AS a rookie investor, one of the most common tips you might have gotten is to diversify your investments. But what does it mean exactly and how do you get down to it? Let's dive deeper into the nitty-gritty of diversification.
What is diversification?
Diversification is a risk management strategy where you spread out your investments across different areas to reduce risks. Think: Don't put all your eggs in one basket.
A well-diversified portfolio will help smoothen the volatility from market influences to ensure you won't lose all your investments when there are major market movements as a result of economic events such as financial crises.
The idea is to ensure that any negative returns from one component of your portfolio can be cushioned by another portion. Also, your portfolio should stand to benefit in one way or another regardless of the economic environment. This is because various asset classes across different industries or geographies react differently to economic events.
Take the Covid-19 pandemic as an example. When the virus first hit the shores of Singapore, airline and travel-related stocks bore the brunt of the impact. But there were also stocks that we know of as pandemic beneficiaries.
Recall the grocery-hoarding frenzy at the start of the pandemic when toilet paper became a prized commodity? That resulted in supermarket stocks such as Sheng Siong and Dairy Farm International (the operator of Cold Storage and Giant, among others) registering significant gains.
A portfolio with investments across different industries would therefore not have been too hard hit by the pandemic. Diversification should, on average, yield higher long-term returns versus putting all your money in a single stock.
How do you do it?
- The top-down approach
This involves looking at how economic factors will affect the overall market in order to sieve out the best stocks to invest in. Investors with a top-down approach will also look at how a particular sector or country is performing based on macroeconomic factors such as interest rates, prices of commodities or even long-term trends such as digitalisation and sustainability.
- The bottom-up approach
This approach places less emphasis on macroeconomic factors and trends, and instead delves deeper into the fundamentals of a stock. Some common metrics include a company's financial ratios, earnings growth, dividend yield and cash flow.
- Combining both approaches through funds
Besides using these approaches to pick individual stocks for your portfolio, you can also use them to build a portfolio of passive exchange-traded funds (ETFs) and/or actively managed funds.

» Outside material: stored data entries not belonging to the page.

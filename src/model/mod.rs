// File: ./src/model/mod.rs
pub mod matcher;
pub mod post;
pub mod schedule;
pub mod severity;

pub use post::{Platform, PlatformEntry, Post, PostPatch, ReviewStatus};
pub use schedule::{DayKey, LocalMoment};
pub use severity::{SeverityClass, severity_of};
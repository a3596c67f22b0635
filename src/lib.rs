// Crate root library declaration and module exports.
pub mod calendar;
pub mod cli;
pub mod config;
pub mod context;
pub mod filter;
pub mod model;
pub mod storage;
pub mod store;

Actively managed mutual funds all have mandates: parameters that determine how funds will be managed. The mandate usually includes either a top-down or bottom-up approach, or sometimes both.
A passive ETF, on the other hand, tracks an index. Indices are predominantly top-down in their approach, although some may include bottom-up factors.

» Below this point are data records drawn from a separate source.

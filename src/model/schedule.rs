// Local wall-clock scheduling values.
//
// `scheduledAt` strings have the lexical form `YYYY-MM-DDThh:mm` and carry no
// offset. They are decoded straight into chrono's naive (zone-less) types and
// never pass through `DateTime<Utc>` or `DateTime<Local>`, so the calendar day
// a post lands on does not depend on the host timezone.

use chrono::{Datelike, NaiveDate, NaiveDateTime, NaiveTime};
use serde::{Deserialize, Deserializer, Serialize, Serializer};
use std::fmt;
use std::str::FromStr;

pub const DAY_KEY_FORMAT: &str = "%Y-%m-%d";
pub const LOCAL_FORMAT: &str = "%Y-%m-%dT%H:%M";

/// A decoded schedule. `Invalid` stands in for empty or malformed text and is
/// treated as "no schedule" by everything downstream.
#[derive(Debug, Clone, Copy, PartialEq, Eq, PartialOrd, Ord, Hash)]
pub enum LocalMoment {
    Invalid,
    At(NaiveDateTime),
}

impl LocalMoment {
    pub fn is_valid(&self) -> bool {
        matches!(self, LocalMoment::At(_))
    }

    pub fn as_naive(&self) -> Option<NaiveDateTime> {
        match self {
            LocalMoment::At(dt) => Some(*dt),
            LocalMoment::Invalid => None,
        }
    }
}

/// Canonical `YYYY-MM-DD` identity of a local calendar day.
#[derive(Debug, Clone, Copy, PartialEq, Eq, PartialOrd, Ord, Hash)]
pub struct DayKey(NaiveDate);

impl DayKey {
    pub fn new(date: NaiveDate) -> Self {
        Self(date)
    }

    pub fn date(&self) -> NaiveDate {
        self.0
    }
}

impl From<NaiveDate> for DayKey {
    fn from(date: NaiveDate) -> Self {
        Self(date)
    }
}

impl fmt::Display for DayKey {
    fn fmt(&self, f: &mut fmt::Formatter<'_>) -> fmt::Result {
        write!(
            f,
            "{:04}-{:02}-{:02}",
            self.0.year(),
            self.0.month(),
            self.0.day()
        )
    }
}

impl FromStr for DayKey {
    type Err = chrono::ParseError;

    fn from_str(s: &str) -> Result<Self, Self::Err> {
        NaiveDate::parse_from_str(s.trim(), DAY_KEY_FORMAT).map(DayKey)
    }
}

impl Serialize for DayKey {
    fn serialize<S: Serializer>(&self, serializer: S) -> Result<S::Ok, S::Error> {
        serializer.collect_str(self)
    }
}

impl<'de> Deserialize<'de> for DayKey {
    fn deserialize<D: Deserializer<'de>>(deserializer: D) -> Result<Self, D::Error> {
        let raw = String::deserialize(deserializer)?;
        raw.parse().map_err(serde::de::Error::custom)
    }
}

/// Decodes `YYYY-MM-DD[Thh:mm[:ss]]` into local components.
/// A missing time means midnight. Seconds, when present, are dropped.
pub fn parse_local(text: &str) -> LocalMoment {
    let text = text.trim();
    if text.is_empty() {
        return LocalMoment::Invalid;
    }

    let (date_part, time_part) = match text.split_once('T') {
        Some((d, t)) => (d, Some(t)),
        None => (text, None),
    };

    let Some(date) = parse_date_components(date_part) else {
        return LocalMoment::Invalid;
    };
    let time = match time_part {
        Some(t) => match parse_time_components(t) {
            Some(t) => t,
            None => return LocalMoment::Invalid,
        },
        None => NaiveTime::MIN,
    };

    LocalMoment::At(date.and_time(time))
}

fn parse_date_components(s: &str) -> Option<NaiveDate> {
    let mut parts = s.splitn(3, '-');
    let year = parse_fixed(parts.next()?, 4)? as i32;
    let month = parse_fixed(parts.next()?, 2)?;
    let day = parse_fixed(parts.next()?, 2)?;
    NaiveDate::from_ymd_opt(year, month, day)
}

fn parse_time_components(s: &str) -> Option<NaiveTime> {
    let mut parts = s.split(':');
    let hour = parse_fixed(parts.next()?, 2)?;
    let minute = parse_fixed(parts.next()?, 2)?;
    if let Some(sec) = parts.next() {
        // Browser pickers may append seconds (and fractions); validate, then drop.
        let whole = sec.split('.').next().unwrap_or(sec);
        parse_fixed(whole, 2).filter(|s| *s < 60)?;
    }
    if parts.next().is_some() {
        return None;
    }
    NaiveTime::from_hms_opt(hour, minute, 0)
}

fn parse_fixed(s: &str, width: usize) -> Option<u32> {
    if s.len() != width || !s.bytes().all(|b| b.is_ascii_digit()) {
        return None;
    }
    s.parse().ok()
}

/// Inverse of [`parse_local`]. Invalid moments encode as the empty string.
pub fn format_local(moment: &LocalMoment) -> String {
    match moment {
        LocalMoment::At(dt) => dt.format(LOCAL_FORMAT).to_string(),
        LocalMoment::Invalid => String::new(),
    }
}

pub fn day_key(moment: &LocalMoment) -> Option<DayKey> {
    moment.as_naive().map(|dt| DayKey(dt.date()))
}

pub fn day_key_from_text(text: &str) -> Option<DayKey> {
    day_key(&parse_local(text))
}

#[cfg(test)]
mod tests {
    use super::*;

    #[test]
    fn fixed_width_fields_only() {
        assert_eq!(parse_fixed("2025", 4), Some(2025));
        assert_eq!(parse_fixed("25", 4), None);
        assert_eq!(parse_fixed("+1", 2), None);
        assert_eq!(parse_fixed("1a", 2), None);
    }

    #[test]
    fn seconds_are_validated_then_dropped() {
        let m = parse_local("2025-03-01T10:15:42");
        assert_eq!(format_local(&m), "2025-03-01T10:15");
        assert_eq!(parse_local("2025-03-01T10:15:99"), LocalMoment::Invalid);
        assert_eq!(parse_local("2025-03-01T10:15:00:00"), LocalMoment::Invalid);
    }
}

You can therefore combine the top-down and bottom-up approaches in a portfolio by selecting a combination of both actively managed mutual funds and passive ETFs.
Which to go with?
For investors who are looking for cost-effectiveness, passive investing might be a good option. You may not get outsized returns; but hey, you won't be lagging the market either.

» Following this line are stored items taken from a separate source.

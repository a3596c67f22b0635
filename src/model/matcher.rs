// Free-text search over posts.
//
// A query matches when it occurs, ignoring case, anywhere in the post's search
// text: image name, owner, notes, every platform caption (enabled or not),
// tags and the status label, joined by spaces in that order.

use crate::model::post::Post;

impl Post {
    pub fn search_text(&self) -> String {
        let mut fields = vec![
            self.image_name.as_str(),
            self.owner.as_str(),
            self.notes.as_str(),
        ];
        fields.extend(self.platforms.values().map(|e| e.caption.as_str()));
        fields.extend(self.tags.iter().map(String::as_str));
        fields.push(self.status.label());
        fields.join(" ")
    }

    /// Case-insensitive substring match. Blank queries match everything.
    pub fn matches_search_term(&self, query: &str) -> bool {
        if query.trim().is_empty() {
            return true;
        }
        self.search_text()
            .to_lowercase()
            .contains(&query.to_lowercase())
    }
}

The average annual return of the S&P 500 over the last 40 years is nearly 12 per cent, while the average annual return of the STI since its revamp in 2008 is close to 8 per cent - pretty decent compared with simply leaving your money untouched.
This doesn't mean actively managed funds aren't useful. If you are just starting out with not much to spare, passive investment makes more sense than taking on the risks of trying to beat the market.
But over time, you can also look to complement your passive investments with active funds to generate additional returns. Such funds have their place in a portfolio too, as long as that portfolio is a diversified one.
It is tempting to allocate a huge amount of money in the hopes of making the right bet on the "next big thing". Indeed, there are some individual stocks that are capable of generating above-average returns. Tesla, for instance, is one stock that managed to outperform the S&P 500 index in 2020. The S&P 500 in 2020 gained 16.3 per cent while Tesla was up 695 per cent.
But the reality is that we can never be certain whether today's stock market gems will continue to deliver in the next 20 to 40 years. Take American multinational company General Electric, once considered a market darling, as an example. As at July 23, its share price was only about a quarter of what it was worth back in its heyday in 2000.